Ходили слухи, что после событий 2 июня 1962 г. была предпринята попытка выселения строптивых новочеркассцев. Среди них могли быть безутешные семьи и родители, не отозвавшиеся и поныне. О подтверждении выселения нам сообщили в письме из поселка «Зеленая роща» под Иркутском. Мы передали сообщение следователям для работы. На том эта ниточка и оборвалась.
Мы добивались максимального исследования всех версий, передавали следователям и другую информацию, приводили свидетелей. Увы, нужно признать, наши надежды на раскрытие всех тайн не оправдались.
* * *
ЛАБОРАТОРИЯ
Исследовали останки погибших новочеркассцев, в основном, Валерий Ракитин и Юрий Ермаков. Владимир Щербаков, впоследствии плотно «севший» на чеченский урожай смерти, занимался криминалистической экспертизой. В захоронениях были найдены предметы, которые необходимо было исследовать и «расшифровать» — остатки одежды, расчески, обувь, склеившиеся документы, монета, пробитая пулей, и сами пули.
К сожалению, экспертиза проводилась только в рамках поставленных следствием вопросов. И если прокурорская проверка Третецкого в 1990-1991 гг. ставила целью определить правомерность применения оружия и накануне 29-й годовщины расстрела Генеральная прокуратура заключила, что оружие применено правомерно, отказав в возбуждении дела, то открытое по нашей инициативе уголовное дело, вроде бы рассматривая весь комплекс вопросов, все равно ограничивало их действиями армейских подразделений. Остались нерасшифрованными секретные группы, осуществлявшие «черную» оперативную работу и, самое главное, стрелявшие с тайных мест на поражение. И короткими абзацами в Постановлении по завершению дела было зафиксировано, что «каких-либо костно-травматических изменений, причиненных пулями специального назначения (так называемыми разрывными пулями с оголенным сердечником, трассирующими, бронебойными, зажигательными) не выявлено». Очень лукаво звучит этот вывод, которому противоречат многочисленные свидетельства участников событий и врачей, фиксировавших страшные раны.
Тамара Стоянова, хирург:
В этой связи нелепо выглядит аргумент следствия: «По сообщениям Главного ракетно-артиллерийского Министерства обороны РФ, патроны с разрывными пулями, как запрещенные международными конвенциями, к боевому применению, на вооружение Советской Армии не принимались». Отсюда делается вывод, что на площади по людям разрывными пулями не стреляли.
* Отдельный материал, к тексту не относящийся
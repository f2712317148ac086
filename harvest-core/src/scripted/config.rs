//! Configuration of [`ScriptedEnv`](super::ScriptedEnv).
use crate::{
    error::HarvestError,
    space::{AnySpace, BoxSpace, Discrete},
};
use anyhow::Result;
use serde::{Deserialize, Serialize};
use std::{
    collections::BTreeSet,
    fs::File,
    io::{BufReader, Write},
    path::Path,
};

/// Script of a single agent.
#[derive(Debug, Deserialize, Serialize, PartialEq, Clone)]
pub struct ScriptedAgentConfig {
    /// Identifier of the agent.
    pub id: String,

    /// Action space.
    pub action_space: AnySpace,

    /// Observation space. Observations are random elements of it.
    pub observation_space: AnySpace,

    /// Reward given at every step in which the agent acts.
    #[serde(default)]
    pub reward: f32,

    /// Step (1-based) at which the agent terminates.
    #[serde(default)]
    pub terminate_at: Option<usize>,

    /// Step (1-based) at which the agent is truncated.
    #[serde(default)]
    pub truncate_at: Option<usize>,
}

impl ScriptedAgentConfig {
    /// An agent with 8 discrete actions and a scalar observation in `[0, 1]`,
    /// rewarded with zero and never finishing.
    pub fn new(id: impl Into<String>) -> Self {
        Self {
            id: id.into(),
            action_space: AnySpace::Discrete(Discrete { n: 8, start: 0 }),
            observation_space: AnySpace::Box(BoxSpace {
                low: vec![0.0],
                high: vec![1.0],
                shape: vec![1],
            }),
            reward: 0.0,
            terminate_at: None,
            truncate_at: None,
        }
    }

    /// Sets the action space.
    pub fn action_space(mut self, v: impl Into<AnySpace>) -> Self {
        self.action_space = v.into();
        self
    }

    /// Sets the observation space.
    pub fn observation_space(mut self, v: impl Into<AnySpace>) -> Self {
        self.observation_space = v.into();
        self
    }

    /// Sets the reward per step.
    pub fn reward(mut self, v: f32) -> Self {
        self.reward = v;
        self
    }

    /// Sets the step at which the agent terminates.
    pub fn terminate_at(mut self, v: usize) -> Self {
        self.terminate_at = Some(v);
        self
    }

    /// Sets the step at which the agent is truncated.
    pub fn truncate_at(mut self, v: usize) -> Self {
        self.truncate_at = Some(v);
        self
    }
}

/// Configuration of [`ScriptedEnv`](super::ScriptedEnv).
#[derive(Debug, Deserialize, Serialize, PartialEq, Clone)]
pub struct ScriptedEnvConfig {
    /// Name reported in logs, e.g., the substrate being imitated.
    pub name: String,

    /// Roster of the environment, in the order of `possible_agents()`.
    pub agents: Vec<ScriptedAgentConfig>,
}

impl Default for ScriptedEnvConfig {
    fn default() -> Self {
        Self {
            name: "scripted".to_string(),
            agents: vec![],
        }
    }
}

impl ScriptedEnvConfig {
    /// Sets the name.
    pub fn name(mut self, v: impl Into<String>) -> Self {
        self.name = v.into();
        self
    }

    /// Appends an agent to the roster.
    pub fn agent(mut self, v: ScriptedAgentConfig) -> Self {
        self.agents.push(v);
        self
    }

    /// Checks the roster and every space.
    pub fn validate(&self) -> Result<(), HarvestError> {
        if self.agents.is_empty() {
            return Err(HarvestError::EnvBuild(format!(
                "{}: the roster is empty",
                self.name
            )));
        }
        let mut ids = BTreeSet::new();
        for agent in self.agents.iter() {
            if !ids.insert(agent.id.as_str()) {
                return Err(HarvestError::EnvBuild(format!(
                    "{}: duplicated agent {}",
                    self.name, agent.id
                )));
            }
            for space in [&agent.action_space, &agent.observation_space] {
                space.validate().map_err(|e| {
                    HarvestError::EnvBuild(format!("{}: agent {}: {}", self.name, agent.id, e))
                })?;
            }
        }
        Ok(())
    }

    /// Constructs [`ScriptedEnvConfig`] from YAML file.
    pub fn load(path: impl AsRef<Path>) -> Result<Self> {
        let file = File::open(path)?;
        let rdr = BufReader::new(file);
        let b = serde_yaml::from_reader(rdr)?;
        Ok(b)
    }

    /// Saves [`ScriptedEnvConfig`].
    pub fn save(&self, path: impl AsRef<Path>) -> Result<()> {
        let mut file = File::create(path)?;
        file.write_all(serde_yaml::to_string(&self)?.as_bytes())?;
        Ok(())
    }
}

#[cfg(test)]
mod tests {
    use super::*;
    use tempdir::TempDir;

    #[test]
    fn parses_yaml_with_defaults() -> Result<()> {
        let yaml = r#"
name: allelopathic_harvest__open
agents:
  - id: player_0
    action_space: {type: discrete, n: 8}
    observation_space: {type: box, low: [0.0], high: [1.0], shape: [1]}
    reward: 1.0
    terminate_at: 5
  - id: player_1
    action_space: {type: multi_discrete, nvec: [3, 2]}
    observation_space: {type: discrete, n: 4}
"#;
        let config: ScriptedEnvConfig = serde_yaml::from_str(yaml)?;
        config.validate()?;
        assert_eq!(config.agents.len(), 2);
        assert_eq!(config.agents[0].terminate_at, Some(5));
        assert_eq!(config.agents[1].reward, 0.0);
        assert_eq!(config.agents[1].truncate_at, None);
        Ok(())
    }

    #[test]
    fn save_and_load() -> Result<()> {
        let config = ScriptedEnvConfig::default()
            .name("two_players")
            .agent(ScriptedAgentConfig::new("a").reward(0.5).terminate_at(2))
            .agent(ScriptedAgentConfig::new("b").truncate_at(4));
        let dir = TempDir::new("scripted_env_config")?;
        let path = dir.path().join("env.yaml");
        config.save(&path)?;
        assert_eq!(ScriptedEnvConfig::load(&path)?, config);
        Ok(())
    }

    #[test]
    fn rejects_empty_and_duplicated_rosters() {
        assert!(ScriptedEnvConfig::default().validate().is_err());

        let config = ScriptedEnvConfig::default()
            .agent(ScriptedAgentConfig::new("a"))
            .agent(ScriptedAgentConfig::new("a"));
        assert!(matches!(
            config.validate(),
            Err(HarvestError::EnvBuild(msg)) if msg.contains("duplicated")
        ));
    }

    #[test]
    fn rejects_invalid_spaces() {
        let config = ScriptedEnvConfig::default().agent(
            ScriptedAgentConfig::new("a").action_space(Discrete { n: 0, start: 0 }),
        );
        assert!(config.validate().is_err());
    }
}
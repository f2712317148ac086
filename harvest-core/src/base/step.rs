//! Environment step.
use super::{AgentMap, ParallelEnv};
use std::fmt::{self, Debug};

/// Additional information of an agent at a step.
pub trait Info: Debug {}

impl Info for () {}

/// Result of a [`ParallelEnv::step`] call.
///
/// Every field is keyed by agent. An agent is usually present in every map
/// for the step in which it acted, but callers should not rely on it.
pub struct Step<E: ParallelEnv> {
    /// Observations after the step.
    pub obs: AgentMap<E::AgentId, E::Obs>,

    /// Rewards of the step.
    pub rewards: AgentMap<E::AgentId, f32>,

    /// Flags denoting agents whose episode is terminated.
    pub terminations: AgentMap<E::AgentId, bool>,

    /// Flags denoting agents whose episode is truncated.
    pub truncations: AgentMap<E::AgentId, bool>,

    /// Information defined by the environment.
    pub infos: AgentMap<E::AgentId, E::Info>,
}

impl<E: ParallelEnv> Debug for Step<E> {
    fn fmt(&self, f: &mut fmt::Formatter<'_>) -> fmt::Result {
        f.debug_struct("Step")
            .field("obs", &self.obs)
            .field("rewards", &self.rewards)
            .field("terminations", &self.terminations)
            .field("truncations", &self.truncations)
            .field("infos", &self.infos)
            .finish()
    }
}

impl<E: ParallelEnv> Step<E> {
    /// Constructs a [`Step`] object.
    pub fn new(
        obs: AgentMap<E::AgentId, E::Obs>,
        rewards: AgentMap<E::AgentId, f32>,
        terminations: AgentMap<E::AgentId, bool>,
        truncations: AgentMap<E::AgentId, bool>,
        infos: AgentMap<E::AgentId, E::Info>,
    ) -> Self {
        Self {
            obs,
            rewards,
            terminations,
            truncations,
            infos,
        }
    }

    /// `true` if every agent in `terminations` is terminated.
    ///
    /// Trivially `true` for an empty map.
    pub fn all_terminated(&self) -> bool {
        self.terminations.values().all(|t| *t)
    }

    /// `true` if every agent in `truncations` is truncated.
    ///
    /// Trivially `true` for an empty map.
    pub fn all_truncated(&self) -> bool {
        self.truncations.values().all(|t| *t)
    }

    /// Terminated or truncated, aggregated over the returned mappings.
    #[inline]
    pub fn is_done(&self) -> bool {
        self.all_terminated() || self.all_truncated()
    }

    /// `true` if the given agent finished in this step.
    pub fn is_finished(&self, agent: &E::AgentId) -> bool {
        self.terminations.get(agent).copied().unwrap_or(false)
            || self.truncations.get(agent).copied().unwrap_or(false)
    }
}
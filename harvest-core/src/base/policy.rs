//! Policy.
use super::ParallelEnv;
use crate::space::Space;
use rand::{rngs::SmallRng, SeedableRng};

/// Chooses the action of a single agent.
///
/// The episode driver calls [`Policy::sample`] once per live agent and step.
/// The returned action must be an element of `space`; the driver does not check
/// it and leaves rejection to the environment.
pub trait Policy<E: ParallelEnv> {
    /// Samples an action of `agent`.
    ///
    /// `obs` is the latest observation of the agent, if the environment
    /// returned one.
    fn sample(&mut self, agent: &E::AgentId, obs: Option<&E::Obs>, space: &E::ActSpace) -> E::Act;
}

/// Uniformly random actions drawn from each agent's action space.
#[derive(Debug, Clone)]
pub struct RandomPolicy {
    rng: SmallRng,
}

impl RandomPolicy {
    /// Constructs the policy with a seeded random number generator.
    pub fn new(seed: u64) -> Self {
        Self {
            rng: SmallRng::seed_from_u64(seed),
        }
    }
}

impl<E: ParallelEnv> Policy<E> for RandomPolicy {
    fn sample(&mut self, _agent: &E::AgentId, _obs: Option<&E::Obs>, space: &E::ActSpace) -> E::Act {
        space.sample(&mut self.rng)
    }
}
Армия, возможно, и не стреляла, но ведь установлено, что стрельба велась из пулеметов, снайперского и другого оружия из различных мест. Неразрешенные — это не значит неиспользуемые. Вывод следствия выглядит укрывательством подлинных исполнителей приказа на убийство.
Интересными по траектории поражения являются множественные ранения в нижние конечности и ранение в пятку (добивали уползавших?). В связи с этими вопросами, оставшимися без ответа, становится понятным, что изоляция нас от материалов дела была обусловлена интересами «чести мундира» армейского или с совершенно другими нашивками.
Но, вспоминая работу судмедэкспертов 124-й лаборатории, хочется оценить их малоизвестный, специфический труд.
Смертность в армии — скрытая информация. И в совсем мирное время она есть. На массовых учениях допускается определенный процент. Свою дань собирает «дедовщина». Добровольно уходят из жизни влюбленные юнцы, бывают случайные смерти и многочисленные ранения, травмы. Военные судмедэсперты необходимы и для следствия по воинским преступлениям. Работы всегда хватало, а маленькая лаборатория целого округа, с двумя десятками человек со всем обслуживающим персоналом, ютилась в тесных комнатках старинного особняка в центре Ростова-наДону.